* **Instructions for the task**
Return all lines of the data in which the string "name" occurs.

○ ○ ○ ○

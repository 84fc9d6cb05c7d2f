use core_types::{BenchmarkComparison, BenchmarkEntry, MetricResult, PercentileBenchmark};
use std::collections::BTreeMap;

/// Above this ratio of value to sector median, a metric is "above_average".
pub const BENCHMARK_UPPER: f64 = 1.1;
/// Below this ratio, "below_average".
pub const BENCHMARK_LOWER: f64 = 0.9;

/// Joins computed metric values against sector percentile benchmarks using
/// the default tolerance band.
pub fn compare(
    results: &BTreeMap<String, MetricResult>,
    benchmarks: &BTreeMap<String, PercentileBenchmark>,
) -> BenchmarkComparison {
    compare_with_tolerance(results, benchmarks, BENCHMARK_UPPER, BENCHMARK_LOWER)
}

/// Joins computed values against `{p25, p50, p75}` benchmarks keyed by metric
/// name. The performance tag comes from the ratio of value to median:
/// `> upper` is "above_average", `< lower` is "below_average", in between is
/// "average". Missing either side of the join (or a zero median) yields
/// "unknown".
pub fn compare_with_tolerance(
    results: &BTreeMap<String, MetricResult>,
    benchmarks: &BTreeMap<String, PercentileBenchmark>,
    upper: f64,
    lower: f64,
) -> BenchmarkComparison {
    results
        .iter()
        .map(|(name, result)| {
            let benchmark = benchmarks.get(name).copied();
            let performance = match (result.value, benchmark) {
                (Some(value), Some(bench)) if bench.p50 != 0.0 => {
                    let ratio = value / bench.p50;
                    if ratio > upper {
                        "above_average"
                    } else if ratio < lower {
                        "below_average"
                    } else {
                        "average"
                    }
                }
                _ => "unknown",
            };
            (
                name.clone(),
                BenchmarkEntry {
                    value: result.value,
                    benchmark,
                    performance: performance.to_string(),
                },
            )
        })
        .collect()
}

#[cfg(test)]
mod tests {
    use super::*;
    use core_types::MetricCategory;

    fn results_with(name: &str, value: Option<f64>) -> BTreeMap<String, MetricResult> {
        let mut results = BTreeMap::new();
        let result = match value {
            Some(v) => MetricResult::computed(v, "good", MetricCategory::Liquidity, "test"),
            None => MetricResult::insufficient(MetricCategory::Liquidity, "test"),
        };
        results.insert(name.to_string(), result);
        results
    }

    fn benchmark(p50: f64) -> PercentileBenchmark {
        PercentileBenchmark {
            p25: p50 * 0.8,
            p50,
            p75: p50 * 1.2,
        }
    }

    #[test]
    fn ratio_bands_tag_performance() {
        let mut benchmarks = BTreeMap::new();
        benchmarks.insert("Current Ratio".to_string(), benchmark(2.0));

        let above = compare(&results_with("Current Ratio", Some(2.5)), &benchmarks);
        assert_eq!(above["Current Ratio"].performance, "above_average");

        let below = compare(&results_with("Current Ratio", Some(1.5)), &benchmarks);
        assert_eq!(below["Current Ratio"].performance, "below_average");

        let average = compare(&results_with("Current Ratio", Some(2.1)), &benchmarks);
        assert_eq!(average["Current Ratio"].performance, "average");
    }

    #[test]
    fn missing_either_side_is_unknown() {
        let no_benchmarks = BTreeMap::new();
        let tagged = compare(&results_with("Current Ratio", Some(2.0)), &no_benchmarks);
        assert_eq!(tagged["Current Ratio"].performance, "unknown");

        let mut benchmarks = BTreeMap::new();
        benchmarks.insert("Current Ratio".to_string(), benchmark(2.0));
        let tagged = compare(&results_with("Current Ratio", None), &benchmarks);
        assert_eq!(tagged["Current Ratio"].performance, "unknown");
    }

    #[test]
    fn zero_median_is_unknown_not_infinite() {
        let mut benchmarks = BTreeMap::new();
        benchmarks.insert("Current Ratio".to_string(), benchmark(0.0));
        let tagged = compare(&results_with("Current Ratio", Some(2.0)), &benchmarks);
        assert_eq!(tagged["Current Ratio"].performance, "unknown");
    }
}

○ ○ ○ ○

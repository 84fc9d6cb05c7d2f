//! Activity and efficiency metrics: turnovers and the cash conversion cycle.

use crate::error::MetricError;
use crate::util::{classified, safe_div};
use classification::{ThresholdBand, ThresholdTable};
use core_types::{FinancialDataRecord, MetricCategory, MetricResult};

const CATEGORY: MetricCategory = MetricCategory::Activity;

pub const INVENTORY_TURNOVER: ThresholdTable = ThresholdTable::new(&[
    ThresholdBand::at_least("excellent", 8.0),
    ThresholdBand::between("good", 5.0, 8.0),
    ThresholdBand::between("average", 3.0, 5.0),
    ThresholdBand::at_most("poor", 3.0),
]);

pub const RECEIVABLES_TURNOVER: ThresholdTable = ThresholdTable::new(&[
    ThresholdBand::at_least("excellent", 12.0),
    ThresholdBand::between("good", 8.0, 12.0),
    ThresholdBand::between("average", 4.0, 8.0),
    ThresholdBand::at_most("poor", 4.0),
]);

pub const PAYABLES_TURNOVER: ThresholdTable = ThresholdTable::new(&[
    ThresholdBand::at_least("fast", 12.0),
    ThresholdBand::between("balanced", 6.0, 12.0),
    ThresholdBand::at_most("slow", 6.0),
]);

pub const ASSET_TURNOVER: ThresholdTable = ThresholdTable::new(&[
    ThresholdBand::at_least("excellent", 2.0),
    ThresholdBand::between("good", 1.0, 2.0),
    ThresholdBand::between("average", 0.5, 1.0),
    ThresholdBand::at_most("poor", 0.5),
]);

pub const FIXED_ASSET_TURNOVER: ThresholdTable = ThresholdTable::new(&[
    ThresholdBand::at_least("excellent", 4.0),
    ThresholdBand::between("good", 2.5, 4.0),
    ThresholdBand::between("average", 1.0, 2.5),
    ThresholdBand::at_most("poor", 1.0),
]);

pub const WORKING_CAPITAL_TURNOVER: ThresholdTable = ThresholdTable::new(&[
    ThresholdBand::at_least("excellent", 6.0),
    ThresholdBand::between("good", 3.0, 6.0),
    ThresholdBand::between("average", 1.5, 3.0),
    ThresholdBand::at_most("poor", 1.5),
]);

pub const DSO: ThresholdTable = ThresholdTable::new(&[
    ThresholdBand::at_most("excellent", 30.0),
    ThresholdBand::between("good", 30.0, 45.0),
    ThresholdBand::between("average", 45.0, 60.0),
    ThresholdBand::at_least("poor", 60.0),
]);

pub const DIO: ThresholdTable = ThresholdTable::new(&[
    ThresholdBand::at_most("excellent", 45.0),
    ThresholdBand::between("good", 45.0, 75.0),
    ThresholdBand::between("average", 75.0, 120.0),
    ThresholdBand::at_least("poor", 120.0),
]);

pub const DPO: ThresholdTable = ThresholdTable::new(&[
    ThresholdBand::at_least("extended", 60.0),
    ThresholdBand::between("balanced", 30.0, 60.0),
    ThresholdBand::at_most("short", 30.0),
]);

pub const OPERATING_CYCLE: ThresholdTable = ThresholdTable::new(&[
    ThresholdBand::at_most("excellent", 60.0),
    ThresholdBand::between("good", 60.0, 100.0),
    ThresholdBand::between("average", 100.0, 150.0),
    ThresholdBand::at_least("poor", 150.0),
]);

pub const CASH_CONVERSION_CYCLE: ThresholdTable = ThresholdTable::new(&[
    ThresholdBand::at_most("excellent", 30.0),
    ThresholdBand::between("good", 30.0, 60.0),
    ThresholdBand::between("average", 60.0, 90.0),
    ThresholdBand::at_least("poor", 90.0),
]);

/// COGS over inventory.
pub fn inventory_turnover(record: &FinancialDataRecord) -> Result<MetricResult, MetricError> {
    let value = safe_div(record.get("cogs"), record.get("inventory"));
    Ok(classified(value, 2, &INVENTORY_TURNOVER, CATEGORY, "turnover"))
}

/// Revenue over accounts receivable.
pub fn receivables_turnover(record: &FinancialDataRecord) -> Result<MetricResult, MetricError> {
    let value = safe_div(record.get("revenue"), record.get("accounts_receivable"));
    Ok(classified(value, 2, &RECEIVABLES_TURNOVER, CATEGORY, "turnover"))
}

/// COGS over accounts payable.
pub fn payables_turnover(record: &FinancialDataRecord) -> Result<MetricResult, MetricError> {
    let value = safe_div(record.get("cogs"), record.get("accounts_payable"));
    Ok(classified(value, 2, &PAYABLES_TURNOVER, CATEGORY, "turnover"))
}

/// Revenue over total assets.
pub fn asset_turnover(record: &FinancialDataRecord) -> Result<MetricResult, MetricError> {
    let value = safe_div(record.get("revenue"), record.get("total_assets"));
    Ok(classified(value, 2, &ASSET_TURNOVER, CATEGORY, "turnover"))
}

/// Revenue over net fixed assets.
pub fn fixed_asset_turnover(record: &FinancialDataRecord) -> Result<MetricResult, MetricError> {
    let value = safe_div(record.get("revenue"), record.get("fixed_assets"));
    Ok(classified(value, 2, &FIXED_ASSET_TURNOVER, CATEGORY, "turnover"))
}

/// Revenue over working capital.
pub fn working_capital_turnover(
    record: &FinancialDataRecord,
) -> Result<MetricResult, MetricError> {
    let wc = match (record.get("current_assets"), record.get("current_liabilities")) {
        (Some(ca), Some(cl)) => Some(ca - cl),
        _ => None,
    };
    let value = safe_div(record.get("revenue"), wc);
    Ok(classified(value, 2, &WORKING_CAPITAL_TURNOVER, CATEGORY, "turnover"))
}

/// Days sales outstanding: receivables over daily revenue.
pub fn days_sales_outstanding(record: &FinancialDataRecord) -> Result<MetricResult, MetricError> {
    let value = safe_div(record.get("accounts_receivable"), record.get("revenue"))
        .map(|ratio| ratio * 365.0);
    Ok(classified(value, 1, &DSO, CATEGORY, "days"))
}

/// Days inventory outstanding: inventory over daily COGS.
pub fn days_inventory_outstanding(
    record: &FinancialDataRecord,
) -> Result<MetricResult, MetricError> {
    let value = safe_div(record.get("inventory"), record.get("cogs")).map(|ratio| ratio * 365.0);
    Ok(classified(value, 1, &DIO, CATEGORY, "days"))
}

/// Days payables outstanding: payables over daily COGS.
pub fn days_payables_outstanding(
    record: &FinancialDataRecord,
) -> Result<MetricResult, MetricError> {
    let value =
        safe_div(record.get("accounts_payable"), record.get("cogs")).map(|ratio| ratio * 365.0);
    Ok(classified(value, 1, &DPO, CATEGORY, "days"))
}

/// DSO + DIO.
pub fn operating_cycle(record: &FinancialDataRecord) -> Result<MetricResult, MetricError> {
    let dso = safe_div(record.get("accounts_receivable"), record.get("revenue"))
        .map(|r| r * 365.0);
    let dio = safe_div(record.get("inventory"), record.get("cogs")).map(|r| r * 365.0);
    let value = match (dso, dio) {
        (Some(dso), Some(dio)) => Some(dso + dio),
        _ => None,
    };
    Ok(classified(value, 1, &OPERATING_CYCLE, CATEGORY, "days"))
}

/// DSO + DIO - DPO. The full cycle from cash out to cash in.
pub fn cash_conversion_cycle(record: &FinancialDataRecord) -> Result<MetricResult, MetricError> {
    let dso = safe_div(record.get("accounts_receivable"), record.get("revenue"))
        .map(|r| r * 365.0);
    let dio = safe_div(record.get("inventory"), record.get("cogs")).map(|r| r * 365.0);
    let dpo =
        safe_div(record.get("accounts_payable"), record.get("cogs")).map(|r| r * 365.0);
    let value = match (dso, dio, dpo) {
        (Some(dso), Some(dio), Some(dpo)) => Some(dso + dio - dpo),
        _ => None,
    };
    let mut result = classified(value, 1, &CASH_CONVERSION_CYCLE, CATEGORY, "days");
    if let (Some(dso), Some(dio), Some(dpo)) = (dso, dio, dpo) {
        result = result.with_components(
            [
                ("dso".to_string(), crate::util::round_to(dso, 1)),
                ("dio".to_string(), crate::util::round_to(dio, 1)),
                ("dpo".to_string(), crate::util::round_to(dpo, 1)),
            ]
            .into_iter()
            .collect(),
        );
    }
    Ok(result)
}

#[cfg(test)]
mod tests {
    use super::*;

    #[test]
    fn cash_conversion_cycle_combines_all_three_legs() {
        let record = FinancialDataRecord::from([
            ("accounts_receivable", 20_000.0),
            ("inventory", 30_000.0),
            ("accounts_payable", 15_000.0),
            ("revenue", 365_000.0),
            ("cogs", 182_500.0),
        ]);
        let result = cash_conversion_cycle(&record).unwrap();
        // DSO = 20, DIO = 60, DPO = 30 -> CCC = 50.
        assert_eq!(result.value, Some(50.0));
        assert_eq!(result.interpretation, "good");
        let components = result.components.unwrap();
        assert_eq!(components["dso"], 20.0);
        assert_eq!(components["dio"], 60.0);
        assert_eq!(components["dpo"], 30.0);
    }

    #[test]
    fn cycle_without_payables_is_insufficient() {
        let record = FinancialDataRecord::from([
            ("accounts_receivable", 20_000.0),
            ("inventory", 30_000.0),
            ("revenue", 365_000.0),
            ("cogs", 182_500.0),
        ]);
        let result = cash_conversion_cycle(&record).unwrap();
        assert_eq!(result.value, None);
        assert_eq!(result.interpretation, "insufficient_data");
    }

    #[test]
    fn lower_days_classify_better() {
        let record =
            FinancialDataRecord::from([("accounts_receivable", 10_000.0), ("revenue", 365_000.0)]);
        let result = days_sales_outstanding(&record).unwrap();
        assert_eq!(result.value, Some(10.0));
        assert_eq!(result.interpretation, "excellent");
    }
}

○ ○ ○ ○

* **Task response**
/// name. The performance tag comes from the ratio of value to median:
        .map(|(name, result)| {
            let benchmark = benchmarks.get(name).copied();
                name.clone(),
    fn results_with(name: &str, value: Option<f64>) -> BTreeMap<String, MetricResult> {
        results.insert(name.to_string(), result);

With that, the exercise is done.